J’admets que j’ai commencé à être fasciné par ses arguments, presque convaincu. L’ordre mondial est-il parfait ? Non. Le monde n’est pas une demeure juste. Mike Tyson est l’une des réalités de notre monde. En fait, il en existe plusieurs. Il faut également comprendre que « ces petits », en termes de poids et non en termes de sagesse et d’expérience, devront faire face à Mike Tyson coûte que coûte.
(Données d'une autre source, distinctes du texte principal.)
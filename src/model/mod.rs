//! Domain model types (pure).
//!
//! All types in this module are plain data with smart constructors.

pub mod command;
pub mod error;
pub mod key_action;
pub mod search_result;
pub mod suggestion;

// Re-export for convenience
pub use command::{Command, Completion};
pub use error::{AppError, ClientError, StoreError};
pub use key_action::KeyAction;
pub use search_result::{
    AutocompleteResponse, ErrorBody, ResultSet, SearchRequest, SearchResponse, SearchResult,
};
pub use suggestion::{
    match_range, split_highlight, SuggestionItem, SuggestionSet, SuggestionSource,
    HISTORY_SUGGESTION_LIMIT, LEXICON_SUGGESTION_LIMIT,
};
Donc, est-ce que vous préférez que Mike Tyson affronte chacun d’eux individuellement dans la rue ? Ou bien qu’ils l’affrontent collectivement à l’intérieur d’un ring, en présence d’un arbitre et avec les règles communes du jeu ?
J’ai représenté l’Egypte pendant les négociations du GATT (ndlr : Accord sur le commerce et les tarifs douaniers). Certes, ce n’était pas facile. Mais les pays en développement ont fait leur devoir et ont collaboré collectivement. Ils ont par conséquent réussi à avoir une voix. Le cycle a abouti à un accord équilibré et à la création de l’OMC.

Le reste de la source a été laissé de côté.